Story und Nachricht schließen einander aus. … Sein Ruf als der eines wohlunterrichteten Blattes hat darunter nicht gelitten. Das mag … daran liegen, daß sich DER SPIEGEL die Informationen, die er verarbeitet allerhand kosten läßt. …
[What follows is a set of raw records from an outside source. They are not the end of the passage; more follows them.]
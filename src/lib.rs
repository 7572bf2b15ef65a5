// ==========================================
// 物料成分声明质检系统 - 核心库
// ==========================================
// 输入: 供应商物料成分声明表（Excel / CSV）
// 输出: 原表 + 诊断列 + Automated QA Comment
// 系统定位: 批量质检工具（规则违规只标注,不拒收）
// ==========================================

// ==========================================
// 模块声明
// ==========================================

// 领域层 - 记录与规则目录
pub mod domain;

// 导入层 - 文件解析与字段映射
pub mod importer;

// 引擎层 - 聚合与规则
pub mod engine;

// 输出层 - 输出表与运行报告
pub mod exporter;

// 配置层 - 运行配置
pub mod config;

// 日志系统
pub mod logging;

// ==========================================
// 重导出核心类型
// ==========================================

// 领域类型
pub use domain::{
    AnnotatedTable, CompositionRecord, ComputedColumns, DqIssue, DqLevel, FmdRevFlag, QaReport,
    QaRule, QaSummary, RawTable,
};

// 引擎
pub use engine::{derive_key, QaChecker, QaFileChecker, QaOrchestrator, QaOutcome};

// 导入与配置
pub use config::{ConfigManager, QaConfigReader};
pub use importer::{QaError, QaResult, UniversalFileParser};

// ==========================================
// 系统常量
// ==========================================

/// 系统版本
pub const VERSION: &str = env!("CARGO_PKG_VERSION");

/// 系统名称
pub const APP_NAME: &str = "物料成分声明质检系统";

#[cfg(test)]
mod tests {
    use super::*;

    #[test]
    fn test_version() {
        assert!(!VERSION.is_empty());
    }

    #[test]
    fn test_app_name() {
        assert_eq!(APP_NAME, "物料成分声明质检系统");
    }
}
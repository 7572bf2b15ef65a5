// ==========================================
// 物料成分声明质检系统 - 文件解析器实现
// ==========================================
// 支持: Excel (.xlsx/.xlsm/.xls/.ods) / CSV (.csv)
// 表头: 保持原文（匹配时再 TRIM）,数据: TRIM
// ==========================================

use crate::domain::RawTable;
use crate::importer::data_cleaner::format_number;
use crate::importer::error::{QaError, QaResult};
use crate::importer::qa_importer_trait::FileParser;
use calamine::{open_workbook_auto, Data, Reader};
use csv::ReaderBuilder;
use std::fs::File;
use std::path::Path;
use tracing::debug;

/// 支持的工作簿扩展名
pub const EXCEL_EXTENSIONS: [&str; 4] = ["xlsx", "xlsm", "xls", "ods"];

pub fn extension_of(path: &Path) -> String {
    path.extension()
        .and_then(|e| e.to_str())
        .unwrap_or("")
        .to_lowercase()
}

/// 行长度对齐到表头长度,全空行返回 None
fn normalize_row(mut row: Vec<String>, width: usize) -> Option<Vec<String>> {
    row.resize(width, String::new());
    if row.iter().all(|v| v.is_empty()) {
        None
    } else {
        Some(row)
    }
}

// ==========================================
// CSV Parser 实现
// ==========================================
pub struct CsvParser {
    delimiter: u8,
}

impl CsvParser {
    pub fn new(delimiter: u8) -> Self {
        Self { delimiter }
    }
}

impl Default for CsvParser {
    fn default() -> Self {
        Self::new(b',')
    }
}

impl FileParser for CsvParser {
    fn parse_to_raw_table(&self, file_path: &Path) -> QaResult<RawTable> {
        let path = file_path;

        // 检查文件存在
        if !path.exists() {
            return Err(QaError::FileNotFound(path.display().to_string()));
        }

        // 检查扩展名
        let ext = extension_of(path);
        if ext != "csv" {
            return Err(QaError::UnsupportedFormat(ext));
        }

        // 打开 CSV 文件
        let file = File::open(path)?;
        let mut reader = ReaderBuilder::new()
            .has_headers(true)
            .delimiter(self.delimiter)
            .flexible(true) // 允许行长度不一致
            .from_reader(file);

        // 读取表头（保持原文）
        let headers: Vec<String> = reader.headers()?.iter().map(|h| h.to_string()).collect();
        if headers.iter().all(|h| h.trim().is_empty()) {
            return Err(QaError::EmptySheet(path.display().to_string()));
        }

        // 读取所有行
        let mut rows = Vec::new();
        for result in reader.records() {
            let record = result?;
            let row: Vec<String> = record.iter().map(|v| v.trim().to_string()).collect();
            // 跳过完全空白的行
            if let Some(row) = normalize_row(row, headers.len()) {
                rows.push(row);
            }
        }

        debug!(path = %path.display(), columns = headers.len(), rows = rows.len(), "CSV 解析完成");
        Ok(RawTable::new(headers, rows))
    }
}

// ==========================================
// Excel Parser 实现
// ==========================================
pub struct ExcelParser {
    sheet_name: Option<String>,
}

impl ExcelParser {
    /// sheet_name 为 None 时读取第一个工作表
    pub fn new(sheet_name: Option<String>) -> Self {
        Self { sheet_name }
    }
}

impl Default for ExcelParser {
    fn default() -> Self {
        Self::new(None)
    }
}

/// Excel 单元格文本化
///
/// 数值型单元格走 `format_number`,整数值不带 `.0`
pub fn excel_cell_to_text(cell: &Data) -> String {
    match cell {
        Data::Empty => String::new(),
        Data::Float(f) => format_number(*f),
        Data::Int(i) => i.to_string(),
        Data::String(s) => s.trim().to_string(),
        other => other.to_string().trim().to_string(),
    }
}

impl FileParser for ExcelParser {
    fn parse_to_raw_table(&self, file_path: &Path) -> QaResult<RawTable> {
        let path = file_path;

        // 检查文件存在
        if !path.exists() {
            return Err(QaError::FileNotFound(path.display().to_string()));
        }

        // 检查扩展名
        let ext = extension_of(path);
        if !EXCEL_EXTENSIONS.contains(&ext.as_str()) {
            return Err(QaError::UnsupportedFormat(ext));
        }

        // 打开工作簿（按扩展名自动识别格式）
        let mut workbook = open_workbook_auto(path)?;

        let sheet_name = match &self.sheet_name {
            Some(name) => name.clone(),
            None => workbook
                .sheet_names()
                .first()
                .cloned()
                .ok_or_else(|| QaError::ExcelParseError("Excel 文件无工作表".to_string()))?,
        };

        let range = workbook.worksheet_range(&sheet_name)?;

        // 提取表头（第一行,保持原文）
        let mut rows_iter = range.rows();
        let header_row = rows_iter
            .next()
            .ok_or_else(|| QaError::EmptySheet(format!("{} [{}]", path.display(), sheet_name)))?;

        let headers: Vec<String> = header_row
            .iter()
            .map(|cell| match cell {
                Data::Empty => String::new(),
                other => other.to_string(),
            })
            .collect();

        // 读取数据行
        let mut rows = Vec::new();
        for data_row in rows_iter {
            let row: Vec<String> = data_row.iter().map(excel_cell_to_text).collect();
            // 跳过完全空白的行
            if let Some(row) = normalize_row(row, headers.len()) {
                rows.push(row);
            }
        }

        debug!(
            path = %path.display(),
            sheet = %sheet_name,
            columns = headers.len(),
            rows = rows.len(),
            "Excel 解析完成"
        );
        Ok(RawTable::new(headers, rows).with_sheet_name(sheet_name))
    }
}

// ==========================================
// 通用文件解析器（根据扩展名自动选择）
// ==========================================
#[derive(Default)]
pub struct UniversalFileParser {
    csv: CsvParser,
    excel: ExcelParser,
}

impl UniversalFileParser {
    pub fn new(delimiter: u8, sheet_name: Option<String>) -> Self {
        Self {
            csv: CsvParser::new(delimiter),
            excel: ExcelParser::new(sheet_name),
        }
    }

    pub fn parse<P: AsRef<Path>>(&self, file_path: P) -> QaResult<RawTable> {
        let path = file_path.as_ref();
        let ext = extension_of(path);

        match ext.as_str() {
            "csv" => self.csv.parse_to_raw_table(path),
            e if EXCEL_EXTENSIONS.contains(&e) => self.excel.parse_to_raw_table(path),
            _ => Err(QaError::UnsupportedFormat(ext)),
        }
    }
}
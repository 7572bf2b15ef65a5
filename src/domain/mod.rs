// ==========================================
// 物料成分声明质检系统 - 领域模型层
// ==========================================
// 职责: 定义成分记录、规则目录、报告类型
// 红线: 不含文件读写逻辑,不含规则计算逻辑
// ==========================================

pub mod record;
pub mod report;
pub mod types;

// 重导出核心类型
pub use record::{columns, AnnotatedTable, CompositionRecord, ComputedColumns, RawTable};
pub use report::{DqIssue, QaReport, QaSummary, RuleHitCount};
pub use types::{DqLevel, FmdRevFlag, QaRule};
Die Spezialisten im SPIEGEL-Archiv sind im Grunde die einzigen, die vermöge ihres Trainings in der Lage sind, den Informationsgehalt des Blattes zu analysieren. … Als falsch gilt in diesem Verstand nur eine Behauptung, die zu einem Rechtsstreit führen kann, der für die Zeitschrift aussichtslos wäre. …
[Wer meint], Informationen von öffentlichem Interesse ließen sich nur zwischen den Zeilen publizieren, … hält Zensur für eine Selbstverständlichkeit und hat sich mit ihr schon abgefunden. …
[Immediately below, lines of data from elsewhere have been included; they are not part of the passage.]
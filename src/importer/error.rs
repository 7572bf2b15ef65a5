// ==========================================
// 物料成分声明质检系统 - 错误类型
// ==========================================
// 工具: thiserror 派生宏
// 说明: 规则违规不是错误,只写入备注列;仅结构错误中止运行
// ==========================================

use thiserror::Error;

/// 质检模块错误类型
#[derive(Error, Debug)]
pub enum QaError {
    // ===== 文件相关错误 =====
    #[error("文件不存在: {0}")]
    FileNotFound(String),

    #[error("文件格式不支持: {0}（仅支持 .xlsx/.xlsm/.xls/.ods/.csv）")]
    UnsupportedFormat(String),

    #[error("文件读取失败: {0}")]
    FileReadError(String),

    #[error("Excel 解析失败: {0}")]
    ExcelParseError(String),

    #[error("CSV 解析失败: {0}")]
    CsvParseError(String),

    #[error("文件写入失败: {0}")]
    FileWriteError(String),

    #[error("输出文件与同批 {other} 冲突: {output}")]
    OutputConflict { output: String, other: String },

    // ===== 结构错误（致命） =====
    #[error("缺少必填列: {}", .0.join(", "))]
    MissingColumns(Vec<String>),

    #[error("工作表为空（无表头）: {0}")]
    EmptySheet(String),

    // ===== 配置错误 =====
    #[error("配置读取失败 (key: {key}): {message}")]
    ConfigReadError { key: String, message: String },

    #[error("配置值格式错误 (key: {key}, value: {value}): {message}")]
    ConfigValueError {
        key: String,
        value: String,
        message: String,
    },

    // ===== 通用错误 =====
    #[error("内部错误: {0}")]
    InternalError(String),

    #[error(transparent)]
    Other(#[from] anyhow::Error),
}

// 实现 From<std::io::Error>
impl From<std::io::Error> for QaError {
    fn from(err: std::io::Error) -> Self {
        QaError::FileReadError(err.to_string())
    }
}

// 实现 From<csv::Error>
impl From<csv::Error> for QaError {
    fn from(err: csv::Error) -> Self {
        QaError::CsvParseError(err.to_string())
    }
}

// 实现 From<calamine::Error>
impl From<calamine::Error> for QaError {
    fn from(err: calamine::Error) -> Self {
        QaError::ExcelParseError(err.to_string())
    }
}

// 实现 From<rust_xlsxwriter::XlsxError>
impl From<rust_xlsxwriter::XlsxError> for QaError {
    fn from(err: rust_xlsxwriter::XlsxError) -> Self {
        QaError::FileWriteError(err.to_string())
    }
}

// 实现 From<serde_json::Error>
impl From<serde_json::Error> for QaError {
    fn from(err: serde_json::Error) -> Self {
        QaError::InternalError(format!("JSON 处理失败: {}", err))
    }
}

/// Result 类型别名
pub type QaResult<T> = Result<T, QaError>;
// ==========================================
// 物料成分声明质检系统 - 配置层
// ==========================================
// 职责: 运行配置管理（输出目录/工作表/分隔符/报告开关）
// 存储: 内存 key-value,可由 JSON 文件与命令行参数覆写
// ==========================================

pub mod config_manager;
pub mod qa_config_trait;

// 重导出核心配置管理器
pub use config_manager::{config_keys, ConfigManager};
pub use qa_config_trait::QaConfigReader;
Das Blatt hat keine Position. Die Stellung, die es von Fall zu Fall zu beziehen scheint, richtet sich eher nach den Erfordernissen der Story, aus der sie zu erraten ist; als deren Pointe. … Wer nicht bereit ist, Stellung zu beziehen … der schränkt seine Kritik von vorneherein auf bloße Taktik ein. … Was dem SPIEGEL an kritischer Potenz fehlt, versucht er durch inquisitorische Gestik zu ersetzen. …

Moralisch entlastet das Verfahren den Konsumenten. … Intellektuell klärt es ihn über seinen faktischen Zustand, den der Ignoranz, keineswegs auf. …
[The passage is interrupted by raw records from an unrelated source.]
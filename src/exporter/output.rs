// ==========================================
// 物料成分声明质检系统 - 输出格式与命名
// ==========================================
// 命名: <源文件名主干>_checked.<扩展名>
// 格式: 工作簿输入（含 .xls/.xlsm/.ods）统一写 .xlsx,CSV 输入写 .csv
// ==========================================

use crate::domain::AnnotatedTable;
use crate::exporter::csv_writer::write_annotated_csv;
use crate::exporter::xlsx_writer::write_annotated_xlsx;
use crate::importer::error::QaResult;
use crate::importer::file_parser::{extension_of, EXCEL_EXTENSIONS};
use serde::{Deserialize, Serialize};
use std::path::{Path, PathBuf};

/// 输出文件后缀
pub const OUTPUT_SUFFIX: &str = "_checked";

// ==========================================
// OutputFormat - 输出表格式
// ==========================================
#[derive(Debug, Clone, Copy, PartialEq, Eq, Serialize, Deserialize)]
pub enum OutputFormat {
    Csv,
    Xlsx,
}

impl OutputFormat {
    /// 按源文件扩展名决定输出格式
    pub fn for_source(source: &Path) -> Self {
        if EXCEL_EXTENSIONS.contains(&extension_of(source).as_str()) {
            OutputFormat::Xlsx
        } else {
            OutputFormat::Csv
        }
    }

    pub fn extension(&self) -> &'static str {
        match self {
            OutputFormat::Csv => "csv",
            OutputFormat::Xlsx => "xlsx",
        }
    }
}

fn stem_of(source: &Path) -> String {
    source
        .file_stem()
        .map(|s| s.to_string_lossy().into_owned())
        .unwrap_or_else(|| "output".to_string())
}

fn target_dir(source: &Path, output_dir: Option<&Path>) -> PathBuf {
    match output_dir {
        Some(dir) => dir.to_path_buf(),
        None => source
            .parent()
            .map(Path::to_path_buf)
            .unwrap_or_default(),
    }
}

/// 计算输出表路径
///
/// # 参数
/// - source: 源文件路径
/// - output_dir: 统一输出目录（None 时与源文件同目录）
pub fn output_path_for(source: &Path, output_dir: Option<&Path>) -> PathBuf {
    target_dir(source, output_dir).join(format!(
        "{}{}.{}",
        stem_of(source),
        OUTPUT_SUFFIX,
        OutputFormat::for_source(source).extension()
    ))
}

/// 计算 JSON 报告路径（与输出表同目录同主干）
pub fn report_path_for(source: &Path, output_dir: Option<&Path>) -> PathBuf {
    target_dir(source, output_dir).join(format!(
        "{}{}.report.json",
        stem_of(source),
        OUTPUT_SUFFIX
    ))
}

/// 按格式写出输出表
///
/// # 参数
/// - delimiter: 仅 CSV 使用
/// - sheet_name: 仅 XLSX 使用（None 时为默认工作表名）
pub fn write_annotated_table(
    table: &AnnotatedTable,
    path: &Path,
    format: OutputFormat,
    delimiter: u8,
    sheet_name: Option<&str>,
) -> QaResult<()> {
    match format {
        OutputFormat::Csv => write_annotated_csv(table, path, delimiter),
        OutputFormat::Xlsx => write_annotated_xlsx(table, path, sheet_name),
    }
}
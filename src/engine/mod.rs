// ==========================================
// 物料成分声明质检系统 - 引擎层
// ==========================================
// 职责: Key 派生、分组聚合、十条规则、备注拼接、文件级编排
// 红线: 引擎不做文件格式判断,读写交给 importer/exporter
// 红线: 规则只读聚合结果,不回写记录
// ==========================================

pub mod aggregator;
pub mod checker;
pub mod comment;
pub mod key_deriver;
pub mod orchestrator;
pub mod rules;

#[cfg(test)]
pub(crate) mod test_support;

// 重导出核心引擎
pub use aggregator::{GroupAggregates, KeyGroupStats, MaterialGroupStats};
pub use checker::{QaChecker, QaFileChecker};
pub use comment::{CommentAccumulator, COMMENT_SEPARATOR};
pub use key_deriver::derive_key;
pub use orchestrator::{QaOrchestrator, QaOutcome, RowEvaluation};
pub use rules::RuleInput;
  1. Die Sprache des SPIEGEL verdunkelt, wovon sie spricht.
  2. Das deutsche Nachrichtenmaganzin’ ist kein Nachrichtenmagazin.
  3. DER SPIEGEL übt nicht Kritik, sonden deren Surrogat.
  4. Der Leser des SPIEGEL wird nicht orientiert, sondern desorientiert.

Jedes Volk … verdient die Presse, die es nötig hat. Daß wir ein Magazin vom Schlage des SPIELGEL nötig haben, spricht nicht für das Blatt, das die Masche zu seiner Moral gemacht hat; es spricht gegen unsere Presse im ganzen, gegen den Zustand unserer Gesellschaft überhaupt; es spricht mit einem Wort, gegen uns.”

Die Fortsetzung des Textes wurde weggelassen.